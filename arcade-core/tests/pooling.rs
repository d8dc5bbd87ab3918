// Copyright 2025 John Brosnihan
//
// Licensed under the Apache License, Version 2.0 (the "License");
// you may not use this file except in compliance with the License.
// You may obtain a copy of the License at
//
//     http://www.apache.org/licenses/LICENSE-2.0
//
// Unless required by applicable law or agreed to in writing, software
// distributed under the License is distributed on an "AS IS" BASIS,
// WITHOUT WARRANTIES OR CONDITIONS OF ANY KIND, either express or implied.
// See the License for the specific language governing permissions and
// limitations under the License.
//! Object pool lifecycle tests

use arcade_core::ecs::{layers, Bounds, Entity, EntityRegistry, EntityType};
use arcade_core::collision::CollisionResolver;
use arcade_core::pool::{ObjectPool, ParticleInit, ParticlePool, PoolConfig, Poolable, ProjectileInit, ProjectilePool};
use glam::Vec2;
use rand::SeedableRng;
use rand_pcg::Pcg32;
use std::cell::Cell;
use std::rc::Rc;

#[derive(Debug, Default)]
struct Spark {
    charge: u32,
}

impl Poolable for Spark {
    type Init = u32;

    fn reset(&mut self, init: u32) {
        self.charge = init;
    }
}

fn counting_pool(initial_size: usize) -> (ObjectPool<Spark>, Rc<Cell<usize>>) {
    let built = Rc::new(Cell::new(0));
    let counter = built.clone();
    let pool = ObjectPool::with_factory(PoolConfig::new(initial_size), move || {
        counter.set(counter.get() + 1);
        Spark::default()
    });
    (pool, built)
}

#[test]
fn test_fourth_acquire_constructs_and_all_return() {
    let (mut pool, built) = counting_pool(3);
    assert_eq!(built.get(), 3);
    assert_eq!(pool.available_len(), 3);

    let handles: Vec<_> = (0..3).map(|i| pool.acquire(i)).collect();
    assert_eq!(built.get(), 3);
    let fourth = pool.acquire(3);
    assert_eq!(built.get(), 4);
    assert_eq!(pool.available_len(), 0);
    assert_eq!(pool.active_len(), 4);

    for handle in handles.into_iter().chain(std::iter::once(fourth)) {
        assert!(pool.release(handle));
    }
    assert_eq!(pool.available_len(), 4);
    assert_eq!(pool.active_len(), 0);

    let stats = pool.stats();
    assert_eq!(stats.hits, 3);
    assert_eq!(stats.misses, 1);
    assert_eq!(stats.peak_active, 4);
}

#[test]
fn test_double_release_is_ignored() {
    let (mut pool, _) = counting_pool(2);
    let handle = pool.acquire(7);

    assert!(pool.release(handle));
    assert!(!pool.release(handle));
    assert_eq!(pool.available_len(), 2);
    assert_eq!(pool.active_len(), 0);
}

#[test]
fn test_stale_handle_cannot_reach_recycled_instance() {
    let (mut pool, _) = counting_pool(1);
    let old = pool.acquire(1);
    pool.release(old);
    let new = pool.acquire(2);

    assert_eq!(old.index(), new.index());
    assert!(pool.get(old).is_none());
    assert!(!pool.release(old));
    assert_eq!(pool.get(new).map(|s| s.charge), Some(2));
}

#[test]
fn test_acquired_instance_is_reinitialized() {
    let (mut pool, _) = counting_pool(1);
    let handle = pool.acquire(5);
    pool.get_mut(handle).unwrap().charge = 99;
    pool.release(handle);

    let again = pool.acquire(6);
    assert_eq!(pool.get(again).unwrap().charge, 6);
}

#[test]
fn test_release_where_and_clear() {
    let (mut pool, _) = counting_pool(4);
    let handles: Vec<_> = (0..4).map(|i| pool.acquire(i)).collect();

    assert_eq!(pool.release_where(|s| s.charge % 2 == 0), 2);
    assert_eq!(pool.active_len(), 2);

    pool.clear();
    assert_eq!(pool.active_len(), 0);
    assert_eq!(pool.available_len(), 0);
    assert!(handles.iter().all(|h| !pool.is_active(*h)));

    let fresh = pool.acquire(10);
    assert!(handles.iter().all(|h| *h != fresh));
}

#[test]
fn test_particles_expire_back_into_pool() {
    let playfield = Bounds::new(-1000.0, -1000.0, 1000.0, 1000.0);
    let mut particles = ParticlePool::new(PoolConfig::new(8), playfield);
    let mut rng = Pcg32::seed_from_u64(3);

    particles.burst(&mut rng, Vec2::ZERO, 5, 0xff8800);
    particles.emit(ParticleInit {
        pos: Vec2::ZERO,
        vel: Vec2::ZERO,
        life: 10.0,
        size: 2.0,
        color: 0xffffff,
    });
    assert_eq!(particles.active_len(), 6);

    // Burst particles live at most a second.
    let released: usize = (0..90).map(|_| particles.update_all(1.0 / 60.0)).sum();
    assert_eq!(released, 5);
    assert_eq!(particles.active_len(), 1);
    assert_eq!(particles.stats().available, 7);
}

#[test]
fn test_projectile_hits_solid_and_recycles() {
    let mut registry = EntityRegistry::new();
    let wall = registry.add(
        Entity::new(EntityType::OBSTACLE, Vec2::new(40.0, -20.0))
            .with_size(20.0, 40.0)
            .solid(layers::WALL, layers::ALL)
            .as_static(),
    );
    let mut resolver = CollisionResolver::new(64.0);
    resolver.rebuild(&registry);

    let playfield = Bounds::new(-100.0, -100.0, 100.0, 100.0);
    let mut projectiles = ProjectilePool::new(PoolConfig::new(2), playfield);
    let shot = projectiles.fire(ProjectileInit::new(Vec2::ZERO, Vec2::new(600.0, 0.0), 3.0));

    let mut hits = Vec::new();
    for _ in 0..10 {
        hits.extend(projectiles.update_all(1.0 / 60.0, &resolver, &registry));
    }

    assert_eq!(hits.len(), 1);
    assert_eq!(hits[0].target, wall);
    assert_eq!(hits[0].damage, 3.0);
    assert!(projectiles.get(shot).is_none());
    assert_eq!(projectiles.active_len(), 0);
}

▸ Your objective
Retype, exactly and with nothing added, the lines of the material above from the first through the one that contains "assert_eq!(pool.available_len(), 3);".

▸ Response to the exercise
filename arcade-core/tests/pooling.rs
repository d8dc5bbd87ab3918
// Copyright 2025 John Brosnihan
//
// Licensed under the Apache License, Version 2.0 (the "License");
// you may not use this file except in compliance with the License.
// You may obtain a copy of the License at
//
//     http://www.apache.org/licenses/LICENSE-2.0
//
// Unless required by applicable law or agreed to in writing, software
// distributed under the License is distributed on an "AS IS" BASIS,
// WITHOUT WARRANTIES OR CONDITIONS OF ANY KIND, either express or implied.
// See the License for the specific language governing permissions and
// limitations under the License.
//! Object pool lifecycle tests

use arcade_core::ecs::{layers, Bounds, Entity, EntityRegistry, EntityType};
use arcade_core::collision::CollisionResolver;
use arcade_core::pool::{ObjectPool, ParticleInit, ParticlePool, PoolConfig, Poolable, ProjectileInit, ProjectilePool};
use glam::Vec2;
use rand::SeedableRng;
use rand_pcg::Pcg32;
use std::cell::Cell;
use std::rc::Rc;

#[derive(Debug, Default)]
struct Spark {
    charge: u32,
}

impl Poolable for Spark {
    type Init = u32;

    fn reset(&mut self, init: u32) {
        self.charge = init;
    }
}

fn counting_pool(initial_size: usize) -> (ObjectPool<Spark>, Rc<Cell<usize>>) {
    let built = Rc::new(Cell::new(0));
    let counter = built.clone();
    let pool = ObjectPool::with_factory(PoolConfig::new(initial_size), move || {
        counter.set(counter.get() + 1);
        Spark::default()
    });
    (pool, built)
}

#[test]
fn test_fourth_acquire_constructs_and_all_return() {
    let (mut pool, built) = counting_pool(3);
    assert_eq!(built.get(), 3);
    assert_eq!(pool.available_len(), 3);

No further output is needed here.